WHAT NEEDS TO BE DONE:
Each entry, as given, must be output unchanged.

Dataset excerpts:
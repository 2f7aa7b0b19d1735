//! Application error types.

use axum::Json;
use axum::http::StatusCode;
use axum::response::{IntoResponse, Response};
use serde_json::json;
use thiserror::Error;

use crate::httpx::RangeError;
use crate::storage::StorageError;
use crate::storage::image::ProcessError;

/// Application errors, mapped onto HTTP statuses with a JSON error body.
#[derive(Debug, Error)]
pub enum AppError {
    #[error("{0}")]
    BadRequest(String),

    #[error("Unauthorized")]
    Unauthorized,

    #[error("Forbidden")]
    Forbidden,

    #[error("{0}")]
    NotFound(&'static str),

    #[error("Directory creation not allowed")]
    DirCreation,

    #[error("The file completion is in progress")]
    Uploading,

    #[error("{0}")]
    Conflict(&'static str),

    #[error("{0}")]
    TooLarge(String),

    #[error("{0}")]
    RangeInvalid(String),

    #[error("internal server error")]
    Internal(#[from] anyhow::Error),
}

impl AppError {
    fn status(&self) -> StatusCode {
        match self {
            AppError::BadRequest(_) => StatusCode::BAD_REQUEST,
            AppError::Unauthorized => StatusCode::UNAUTHORIZED,
            AppError::Forbidden | AppError::DirCreation => StatusCode::FORBIDDEN,
            AppError::NotFound(_) => StatusCode::NOT_FOUND,
            AppError::Uploading | AppError::Conflict(_) => StatusCode::CONFLICT,
            AppError::TooLarge(_) => StatusCode::PAYLOAD_TOO_LARGE,
            AppError::RangeInvalid(_) => StatusCode::RANGE_NOT_SATISFIABLE,
            AppError::Internal(_) => StatusCode::INTERNAL_SERVER_ERROR,
        }
    }
}

impl IntoResponse for AppError {
    fn into_response(self) -> Response {
        let status = self.status();

        // Internal details are logged, never echoed to the client.
        let message = match &self {
            AppError::Internal(e) => {
                tracing::error!(error = %e, "internal server error");
                "Internal server error".to_string()
            }
            _ => self.to_string(),
        };

        (status, Json(json!({ "error": message }))).into_response()
    }
}

impl From<crate::storage::PathError> for AppError {
    fn from(e: crate::storage::PathError) -> Self {
        AppError::BadRequest(e.to_string())
    }
}

impl From<StorageError> for AppError {
    fn from(e: StorageError) -> Self {
        match e {
            StorageError::NotFound => AppError::NotFound("File not found"),
            StorageError::DirCreation => AppError::DirCreation,
            StorageError::Uploading => AppError::Uploading,
            StorageError::Io(e) => AppError::Internal(e.into()),
            StorageError::Other(e) => AppError::Internal(e),
        }
    }
}

impl From<RangeError> for AppError {
    fn from(e: RangeError) -> Self {
        AppError::RangeInvalid(e.to_string())
    }
}

impl From<ProcessError> for AppError {
    fn from(e: ProcessError) -> Self {
        match e {
            ProcessError::TooLarge => AppError::TooLarge("File too large".to_string()),
            other => AppError::Internal(other.into()),
        }
    }
}

/// Result type alias using AppError.
pub type AppResult<T> = Result<T, AppError>;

ANSWER SECTION:
repository 2f7aa7b0b19d1735
//! Application error types.

use axum::Json;
use axum::http::StatusCode;
use axum::response::{IntoResponse, Response};
use serde_json::json;
use thiserror::Error;

use crate::httpx::RangeError;
use crate::storage::StorageError;
use crate::storage::image::ProcessError;

/// Application errors, mapped onto HTTP statuses with a JSON error body.
#[derive(Debug, Error)]
pub enum AppError {
    #[error("{0}")]
    BadRequest(String),

    #[error("Unauthorized")]
    Unauthorized,

    #[error("Forbidden")]
    Forbidden,

    #[error("{0}")]
    NotFound(&'static str),

    #[error("Directory creation not allowed")]
    DirCreation,

    #[error("The file completion is in progress")]
    Uploading,

    #[error("{0}")]
    Conflict(&'static str),

    #[error("{0}")]
    TooLarge(String),

    #[error("{0}")]
    RangeInvalid(String),

    #[error("internal server error")]
    Internal(#[from] anyhow::Error),
}

impl AppError {
    fn status(&self) -> StatusCode {
        match self {
            AppError::BadRequest(_) => StatusCode::BAD_REQUEST,
            AppError::Unauthorized => StatusCode::UNAUTHORIZED,
            AppError::Forbidden | AppError::DirCreation => StatusCode::FORBIDDEN,
            AppError::NotFound(_) => StatusCode::NOT_FOUND,
            AppError::Uploading | AppError::Conflict(_) => StatusCode::CONFLICT,
            AppError::TooLarge(_) => StatusCode::PAYLOAD_TOO_LARGE,
            AppError::RangeInvalid(_) => StatusCode::RANGE_NOT_SATISFIABLE,
            AppError::Internal(_) => StatusCode::INTERNAL_SERVER_ERROR,
        }
    }
}

impl IntoResponse for AppError {
    fn into_response(self) -> Response {
        let status = self.status();

        // Internal details are logged, never echoed to the client.
        let message = match &self {
            AppError::Internal(e) => {
                tracing::error!(error = %e, "internal server error");
                "Internal server error".to_string()
            }
            _ => self.to_string(),
        };

        (status, Json(json!({ "error": message }))).into_response()
    }
}

impl From<crate::storage::PathError> for AppError {
    fn from(e: crate::storage::PathError) -> Self {
        AppError::BadRequest(e.to_string())
    }
}

impl From<StorageError> for AppError {
    fn from(e: StorageError) -> Self {
        match e {
            StorageError::NotFound => AppError::NotFound("File not found"),
            StorageError::DirCreation => AppError::DirCreation,
            StorageError::Uploading => AppError::Uploading,
            StorageError::Io(e) => AppError::Internal(e.into()),
            StorageError::Other(e) => AppError::Internal(e),
        }
    }
}

impl From<RangeError> for AppError {
    fn from(e: RangeError) -> Self {
        AppError::RangeInvalid(e.to_string())
    }
}

impl From<ProcessError> for AppError {
    fn from(e: ProcessError) -> Self {
        match e {
            ProcessError::TooLarge => AppError::TooLarge("File too large".to_string()),
            other => AppError::Internal(other.into()),
        }
    }
}

/// Result type alias using AppError.
pub type AppResult<T> = Result<T, AppError>;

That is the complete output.